> **Exercise**
Exact repetition is required: output every record in full.

[Source material Boundary: Start]

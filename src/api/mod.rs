/// API routes and handlers
pub mod auth;
pub mod comments;
pub mod dashboard;
pub mod health;
pub mod likes;
pub mod middleware;
pub mod playlists;
pub mod response;
pub mod subscriptions;
pub mod tweets;
pub mod videos;

pub use response::ApiResponse;

use crate::{context::AppContext, error::AppError};
use axum::{
    async_trait,
    extract::{rejection::JsonRejection, FromRequest, Request},
    Json, Router,
};

/// Build API routes
pub fn routes() -> Router<AppContext> {
    Router::new()
        .merge(health::routes())
        .merge(auth::routes())
        .merge(videos::routes())
        .merge(comments::routes())
        .merge(tweets::routes())
        .merge(playlists::routes())
        .merge(likes::routes())
        .merge(subscriptions::routes())
        .merge(dashboard::routes())
}

/// JSON body extractor whose rejection renders as the error envelope
#[derive(Debug, Clone)]
pub struct AppJson<T>(pub T);

#[async_trait]
impl<S, T> FromRequest<S> for AppJson<T>
where
    Json<T>: FromRequest<S, Rejection = JsonRejection>,
    S: Send + Sync,
{
    type Rejection = AppError;

    async fn from_request(req: Request, state: &S) -> Result<Self, Self::Rejection> {
        let Json(value) = Json::<T>::from_request(req, state)
            .await
            .map_err(|rejection| AppError::Validation(rejection.body_text()))?;
        Ok(AppJson(value))
    }
}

[Source material Boundary: End]

> **Task output**
filename src/api/mod.rs
/// API routes and handlers
pub mod auth;
pub mod comments;
pub mod dashboard;
pub mod health;
pub mod likes;
pub mod middleware;
pub mod playlists;
pub mod response;
pub mod subscriptions;
pub mod tweets;
pub mod videos;

pub use response::ApiResponse;

use crate::{context::AppContext, error::AppError};
use axum::{
    async_trait,
    extract::{rejection::JsonRejection, FromRequest, Request},
    Json, Router,
};

/// Build API routes
pub fn routes() -> Router<AppContext> {
    Router::new()
        .merge(health::routes())
        .merge(auth::routes())
        .merge(videos::routes())
        .merge(comments::routes())
        .merge(tweets::routes())
        .merge(playlists::routes())
        .merge(likes::routes())
        .merge(subscriptions::routes())
        .merge(dashboard::routes())
}

/// JSON body extractor whose rejection renders as the error envelope
#[derive(Debug, Clone)]
pub struct AppJson<T>(pub T);

#[async_trait]
impl<S, T> FromRequest<S> for AppJson<T>
where
    Json<T>: FromRequest<S, Rejection = JsonRejection>,
    S: Send + Sync,
{
    type Rejection = AppError;

    async fn from_request(req: Request, state: &S) -> Result<Self, Self::Rejection> {
        let Json(value) = Json::<T>::from_request(req, state)
            .await
            .map_err(|rejection| AppError::Validation(rejection.body_text()))?;
        Ok(AppJson(value))
    }
}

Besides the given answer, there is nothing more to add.